(Dataset items)
┌──

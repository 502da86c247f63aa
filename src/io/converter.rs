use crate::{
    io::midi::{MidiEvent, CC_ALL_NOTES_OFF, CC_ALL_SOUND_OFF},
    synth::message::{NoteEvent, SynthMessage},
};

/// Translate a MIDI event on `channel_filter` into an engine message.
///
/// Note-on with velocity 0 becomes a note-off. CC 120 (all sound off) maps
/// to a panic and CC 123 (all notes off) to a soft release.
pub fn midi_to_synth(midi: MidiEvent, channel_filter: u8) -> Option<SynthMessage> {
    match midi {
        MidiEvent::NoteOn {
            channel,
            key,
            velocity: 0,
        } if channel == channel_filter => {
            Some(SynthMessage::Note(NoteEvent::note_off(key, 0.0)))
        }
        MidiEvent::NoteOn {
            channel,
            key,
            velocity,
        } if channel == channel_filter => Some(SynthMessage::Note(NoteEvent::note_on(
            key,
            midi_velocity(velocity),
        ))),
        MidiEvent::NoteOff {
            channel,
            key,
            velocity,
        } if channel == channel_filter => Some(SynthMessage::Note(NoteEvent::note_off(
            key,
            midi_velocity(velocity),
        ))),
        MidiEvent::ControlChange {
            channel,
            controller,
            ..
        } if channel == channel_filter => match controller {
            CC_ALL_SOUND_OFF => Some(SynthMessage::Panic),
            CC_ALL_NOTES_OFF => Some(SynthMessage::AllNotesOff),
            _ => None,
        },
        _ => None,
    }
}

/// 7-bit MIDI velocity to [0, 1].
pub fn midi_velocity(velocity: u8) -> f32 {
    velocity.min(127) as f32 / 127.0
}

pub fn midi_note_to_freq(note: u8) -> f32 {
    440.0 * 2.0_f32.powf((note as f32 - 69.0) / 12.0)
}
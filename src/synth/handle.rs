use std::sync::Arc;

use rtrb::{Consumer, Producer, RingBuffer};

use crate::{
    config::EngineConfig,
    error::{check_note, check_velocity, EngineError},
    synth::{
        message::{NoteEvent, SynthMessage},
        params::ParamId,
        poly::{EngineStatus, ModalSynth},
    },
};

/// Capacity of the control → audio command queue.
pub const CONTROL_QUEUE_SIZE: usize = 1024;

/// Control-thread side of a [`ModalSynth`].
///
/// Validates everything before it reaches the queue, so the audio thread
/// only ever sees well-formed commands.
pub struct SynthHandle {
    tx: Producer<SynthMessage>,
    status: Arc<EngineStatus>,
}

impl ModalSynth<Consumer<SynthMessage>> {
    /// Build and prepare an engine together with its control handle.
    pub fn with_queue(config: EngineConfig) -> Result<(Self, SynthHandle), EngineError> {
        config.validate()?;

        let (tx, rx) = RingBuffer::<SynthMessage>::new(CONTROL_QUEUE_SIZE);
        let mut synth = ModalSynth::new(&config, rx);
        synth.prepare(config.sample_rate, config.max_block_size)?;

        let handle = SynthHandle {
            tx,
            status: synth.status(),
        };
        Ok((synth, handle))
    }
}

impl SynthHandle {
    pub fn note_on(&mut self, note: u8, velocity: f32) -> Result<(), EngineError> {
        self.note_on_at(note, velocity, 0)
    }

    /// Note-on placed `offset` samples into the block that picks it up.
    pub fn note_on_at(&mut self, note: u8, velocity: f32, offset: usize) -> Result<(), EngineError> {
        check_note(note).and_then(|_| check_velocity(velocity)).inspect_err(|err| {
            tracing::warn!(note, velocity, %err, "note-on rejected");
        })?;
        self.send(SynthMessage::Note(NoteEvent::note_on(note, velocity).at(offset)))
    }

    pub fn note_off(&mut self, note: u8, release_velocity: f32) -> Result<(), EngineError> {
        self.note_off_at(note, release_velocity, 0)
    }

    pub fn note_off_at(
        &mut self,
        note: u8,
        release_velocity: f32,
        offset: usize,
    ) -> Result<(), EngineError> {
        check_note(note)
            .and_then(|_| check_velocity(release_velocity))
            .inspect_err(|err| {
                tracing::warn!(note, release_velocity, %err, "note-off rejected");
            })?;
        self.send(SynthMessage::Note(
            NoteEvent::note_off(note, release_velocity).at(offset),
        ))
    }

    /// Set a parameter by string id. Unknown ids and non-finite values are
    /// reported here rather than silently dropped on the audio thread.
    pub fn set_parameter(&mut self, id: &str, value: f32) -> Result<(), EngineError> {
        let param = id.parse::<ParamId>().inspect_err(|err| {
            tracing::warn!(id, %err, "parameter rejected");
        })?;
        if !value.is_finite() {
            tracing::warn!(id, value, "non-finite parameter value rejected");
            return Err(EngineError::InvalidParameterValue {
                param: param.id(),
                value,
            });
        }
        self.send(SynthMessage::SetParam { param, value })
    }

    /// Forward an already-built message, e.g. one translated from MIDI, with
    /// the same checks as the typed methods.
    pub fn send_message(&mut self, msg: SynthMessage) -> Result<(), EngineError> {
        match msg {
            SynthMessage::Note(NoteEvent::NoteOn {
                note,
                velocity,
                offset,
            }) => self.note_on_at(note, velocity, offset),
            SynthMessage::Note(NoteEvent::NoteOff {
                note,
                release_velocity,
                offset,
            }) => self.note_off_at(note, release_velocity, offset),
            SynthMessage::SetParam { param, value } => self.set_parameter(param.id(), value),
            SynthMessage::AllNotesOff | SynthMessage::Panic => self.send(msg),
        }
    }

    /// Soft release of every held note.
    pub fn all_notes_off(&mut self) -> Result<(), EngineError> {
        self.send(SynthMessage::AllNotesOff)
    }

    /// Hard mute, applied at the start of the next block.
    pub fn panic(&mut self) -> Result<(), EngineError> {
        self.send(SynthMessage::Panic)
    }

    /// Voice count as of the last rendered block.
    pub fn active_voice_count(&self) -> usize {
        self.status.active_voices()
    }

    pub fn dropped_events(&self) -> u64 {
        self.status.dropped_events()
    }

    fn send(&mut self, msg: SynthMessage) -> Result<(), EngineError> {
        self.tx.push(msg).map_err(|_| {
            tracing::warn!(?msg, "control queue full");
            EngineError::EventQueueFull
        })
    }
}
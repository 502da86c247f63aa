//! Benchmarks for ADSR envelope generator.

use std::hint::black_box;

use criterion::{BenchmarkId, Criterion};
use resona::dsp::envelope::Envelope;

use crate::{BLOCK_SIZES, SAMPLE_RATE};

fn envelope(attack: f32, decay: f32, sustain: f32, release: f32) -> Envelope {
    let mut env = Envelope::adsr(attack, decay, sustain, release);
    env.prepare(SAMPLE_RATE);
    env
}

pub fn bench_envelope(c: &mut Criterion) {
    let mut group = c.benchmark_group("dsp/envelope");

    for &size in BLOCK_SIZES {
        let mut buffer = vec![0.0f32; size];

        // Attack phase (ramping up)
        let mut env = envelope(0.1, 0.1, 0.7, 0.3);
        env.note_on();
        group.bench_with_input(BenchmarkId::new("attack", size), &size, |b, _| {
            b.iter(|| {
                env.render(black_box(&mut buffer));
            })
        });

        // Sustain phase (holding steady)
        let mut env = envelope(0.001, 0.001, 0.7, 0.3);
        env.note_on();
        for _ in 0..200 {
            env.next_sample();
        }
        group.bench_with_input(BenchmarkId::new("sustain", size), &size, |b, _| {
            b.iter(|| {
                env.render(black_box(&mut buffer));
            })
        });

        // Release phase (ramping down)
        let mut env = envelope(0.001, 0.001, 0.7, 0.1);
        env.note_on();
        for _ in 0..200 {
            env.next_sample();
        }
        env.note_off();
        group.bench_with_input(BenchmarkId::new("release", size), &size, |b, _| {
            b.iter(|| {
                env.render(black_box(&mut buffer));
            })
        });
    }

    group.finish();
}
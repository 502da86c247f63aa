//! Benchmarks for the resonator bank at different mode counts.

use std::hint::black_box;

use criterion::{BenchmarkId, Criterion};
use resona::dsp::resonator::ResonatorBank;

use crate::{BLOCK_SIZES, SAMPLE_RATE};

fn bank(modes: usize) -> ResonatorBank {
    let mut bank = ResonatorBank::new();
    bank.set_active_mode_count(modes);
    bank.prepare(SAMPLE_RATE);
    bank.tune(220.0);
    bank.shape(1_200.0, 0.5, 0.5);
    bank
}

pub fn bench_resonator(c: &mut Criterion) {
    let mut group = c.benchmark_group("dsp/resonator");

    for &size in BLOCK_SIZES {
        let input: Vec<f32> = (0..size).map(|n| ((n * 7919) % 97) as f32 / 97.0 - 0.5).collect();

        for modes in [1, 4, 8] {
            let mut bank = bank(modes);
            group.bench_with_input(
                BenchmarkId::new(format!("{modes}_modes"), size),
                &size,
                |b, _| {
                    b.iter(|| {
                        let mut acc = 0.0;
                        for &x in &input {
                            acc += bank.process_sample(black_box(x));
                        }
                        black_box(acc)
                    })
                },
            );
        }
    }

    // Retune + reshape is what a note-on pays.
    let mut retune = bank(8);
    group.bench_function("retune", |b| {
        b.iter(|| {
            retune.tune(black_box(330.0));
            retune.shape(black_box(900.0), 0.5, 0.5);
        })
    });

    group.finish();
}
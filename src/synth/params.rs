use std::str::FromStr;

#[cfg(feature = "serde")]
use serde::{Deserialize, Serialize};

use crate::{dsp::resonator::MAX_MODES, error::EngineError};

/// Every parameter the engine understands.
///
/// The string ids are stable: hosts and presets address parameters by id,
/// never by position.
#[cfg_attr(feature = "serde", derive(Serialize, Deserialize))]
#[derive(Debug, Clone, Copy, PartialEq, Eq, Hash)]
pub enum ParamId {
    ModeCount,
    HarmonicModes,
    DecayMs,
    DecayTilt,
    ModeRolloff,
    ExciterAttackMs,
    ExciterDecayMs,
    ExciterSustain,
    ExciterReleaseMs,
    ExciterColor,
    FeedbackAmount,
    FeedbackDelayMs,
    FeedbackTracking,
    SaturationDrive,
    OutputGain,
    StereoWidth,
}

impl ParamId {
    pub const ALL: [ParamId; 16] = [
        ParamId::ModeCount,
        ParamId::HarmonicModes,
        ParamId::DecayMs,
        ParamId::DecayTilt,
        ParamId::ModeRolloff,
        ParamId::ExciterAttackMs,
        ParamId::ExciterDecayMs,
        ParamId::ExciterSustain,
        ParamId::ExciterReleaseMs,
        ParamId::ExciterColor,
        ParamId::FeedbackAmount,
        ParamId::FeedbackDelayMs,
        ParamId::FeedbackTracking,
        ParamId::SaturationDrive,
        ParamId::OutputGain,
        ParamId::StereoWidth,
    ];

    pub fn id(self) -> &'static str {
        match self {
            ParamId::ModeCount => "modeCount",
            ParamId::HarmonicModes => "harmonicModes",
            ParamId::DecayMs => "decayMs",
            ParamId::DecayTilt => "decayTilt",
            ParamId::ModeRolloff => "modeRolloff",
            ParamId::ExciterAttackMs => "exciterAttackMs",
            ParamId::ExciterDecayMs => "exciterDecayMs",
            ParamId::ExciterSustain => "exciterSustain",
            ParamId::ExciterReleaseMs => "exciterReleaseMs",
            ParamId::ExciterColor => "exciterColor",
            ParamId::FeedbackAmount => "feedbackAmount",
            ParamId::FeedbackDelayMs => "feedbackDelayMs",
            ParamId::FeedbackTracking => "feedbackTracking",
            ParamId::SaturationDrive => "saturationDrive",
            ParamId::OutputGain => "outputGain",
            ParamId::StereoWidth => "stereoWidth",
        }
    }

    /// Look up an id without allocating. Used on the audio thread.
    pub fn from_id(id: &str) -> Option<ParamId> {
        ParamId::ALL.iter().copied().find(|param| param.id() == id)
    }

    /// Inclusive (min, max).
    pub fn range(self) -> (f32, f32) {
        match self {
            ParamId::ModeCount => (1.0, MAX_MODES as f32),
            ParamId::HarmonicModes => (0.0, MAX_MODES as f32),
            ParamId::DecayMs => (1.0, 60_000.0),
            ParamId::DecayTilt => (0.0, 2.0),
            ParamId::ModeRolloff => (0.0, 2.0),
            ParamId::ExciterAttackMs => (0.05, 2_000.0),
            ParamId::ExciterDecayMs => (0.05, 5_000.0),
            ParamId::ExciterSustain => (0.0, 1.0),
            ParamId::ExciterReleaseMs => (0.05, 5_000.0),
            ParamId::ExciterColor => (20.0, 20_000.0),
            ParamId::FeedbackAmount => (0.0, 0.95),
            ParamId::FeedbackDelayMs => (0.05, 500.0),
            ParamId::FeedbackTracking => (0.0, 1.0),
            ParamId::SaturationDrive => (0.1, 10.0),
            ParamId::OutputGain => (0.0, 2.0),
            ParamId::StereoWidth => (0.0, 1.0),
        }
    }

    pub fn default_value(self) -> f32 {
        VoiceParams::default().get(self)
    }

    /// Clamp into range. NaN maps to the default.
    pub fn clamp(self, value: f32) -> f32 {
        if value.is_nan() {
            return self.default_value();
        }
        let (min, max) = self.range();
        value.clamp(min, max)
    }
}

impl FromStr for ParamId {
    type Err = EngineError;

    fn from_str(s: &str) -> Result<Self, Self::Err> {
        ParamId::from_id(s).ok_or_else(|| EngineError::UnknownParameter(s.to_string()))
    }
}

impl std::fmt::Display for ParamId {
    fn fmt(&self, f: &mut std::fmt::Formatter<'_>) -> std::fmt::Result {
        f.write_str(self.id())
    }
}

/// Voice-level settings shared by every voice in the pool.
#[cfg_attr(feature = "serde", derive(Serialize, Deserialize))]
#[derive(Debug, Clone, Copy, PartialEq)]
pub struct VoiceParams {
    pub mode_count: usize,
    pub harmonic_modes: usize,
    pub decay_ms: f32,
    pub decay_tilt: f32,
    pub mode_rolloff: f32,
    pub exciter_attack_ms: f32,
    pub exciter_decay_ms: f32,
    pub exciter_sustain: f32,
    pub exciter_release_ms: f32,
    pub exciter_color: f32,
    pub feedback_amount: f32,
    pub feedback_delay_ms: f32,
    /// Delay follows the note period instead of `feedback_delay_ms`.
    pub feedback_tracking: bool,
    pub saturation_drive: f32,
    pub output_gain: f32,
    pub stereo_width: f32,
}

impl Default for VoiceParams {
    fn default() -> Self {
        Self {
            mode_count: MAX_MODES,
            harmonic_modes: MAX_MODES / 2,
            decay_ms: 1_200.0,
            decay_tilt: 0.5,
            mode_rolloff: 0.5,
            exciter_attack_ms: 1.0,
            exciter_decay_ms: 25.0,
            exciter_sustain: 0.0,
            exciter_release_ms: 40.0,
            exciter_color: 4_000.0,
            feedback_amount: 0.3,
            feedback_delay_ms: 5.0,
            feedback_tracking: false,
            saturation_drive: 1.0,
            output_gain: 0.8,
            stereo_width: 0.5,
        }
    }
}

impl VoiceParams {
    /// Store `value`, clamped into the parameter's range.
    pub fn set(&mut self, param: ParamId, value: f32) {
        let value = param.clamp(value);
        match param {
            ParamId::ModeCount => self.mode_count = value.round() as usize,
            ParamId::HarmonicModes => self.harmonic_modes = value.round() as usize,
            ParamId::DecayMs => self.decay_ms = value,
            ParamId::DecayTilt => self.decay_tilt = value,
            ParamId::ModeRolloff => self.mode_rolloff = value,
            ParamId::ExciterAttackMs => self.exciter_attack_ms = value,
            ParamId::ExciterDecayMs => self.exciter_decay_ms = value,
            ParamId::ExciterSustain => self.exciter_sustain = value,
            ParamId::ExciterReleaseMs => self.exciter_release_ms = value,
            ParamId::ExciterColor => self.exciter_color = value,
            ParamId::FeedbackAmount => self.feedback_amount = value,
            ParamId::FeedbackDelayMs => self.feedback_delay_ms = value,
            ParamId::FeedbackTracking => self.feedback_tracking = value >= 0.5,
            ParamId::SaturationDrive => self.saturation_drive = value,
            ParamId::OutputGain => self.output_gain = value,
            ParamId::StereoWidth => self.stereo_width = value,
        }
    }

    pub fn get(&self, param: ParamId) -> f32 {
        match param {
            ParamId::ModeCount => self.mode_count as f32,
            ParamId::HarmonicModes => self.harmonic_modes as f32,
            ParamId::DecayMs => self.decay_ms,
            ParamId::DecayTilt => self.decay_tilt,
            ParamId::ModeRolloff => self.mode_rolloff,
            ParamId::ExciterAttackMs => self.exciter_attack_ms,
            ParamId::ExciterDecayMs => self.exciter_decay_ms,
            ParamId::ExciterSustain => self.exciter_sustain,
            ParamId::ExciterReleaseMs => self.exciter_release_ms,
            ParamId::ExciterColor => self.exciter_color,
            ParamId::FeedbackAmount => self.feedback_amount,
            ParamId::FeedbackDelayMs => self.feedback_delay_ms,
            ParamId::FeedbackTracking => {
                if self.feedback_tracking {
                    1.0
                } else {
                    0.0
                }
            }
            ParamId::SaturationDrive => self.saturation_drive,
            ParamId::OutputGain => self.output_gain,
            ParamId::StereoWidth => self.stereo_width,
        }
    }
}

└──

● **WHAT THE TASK ASKS**
Look through the data above for lines holding the word "into". State how many there are and nothing else.

● **RESPONSE TO THIS EXERCISE**
4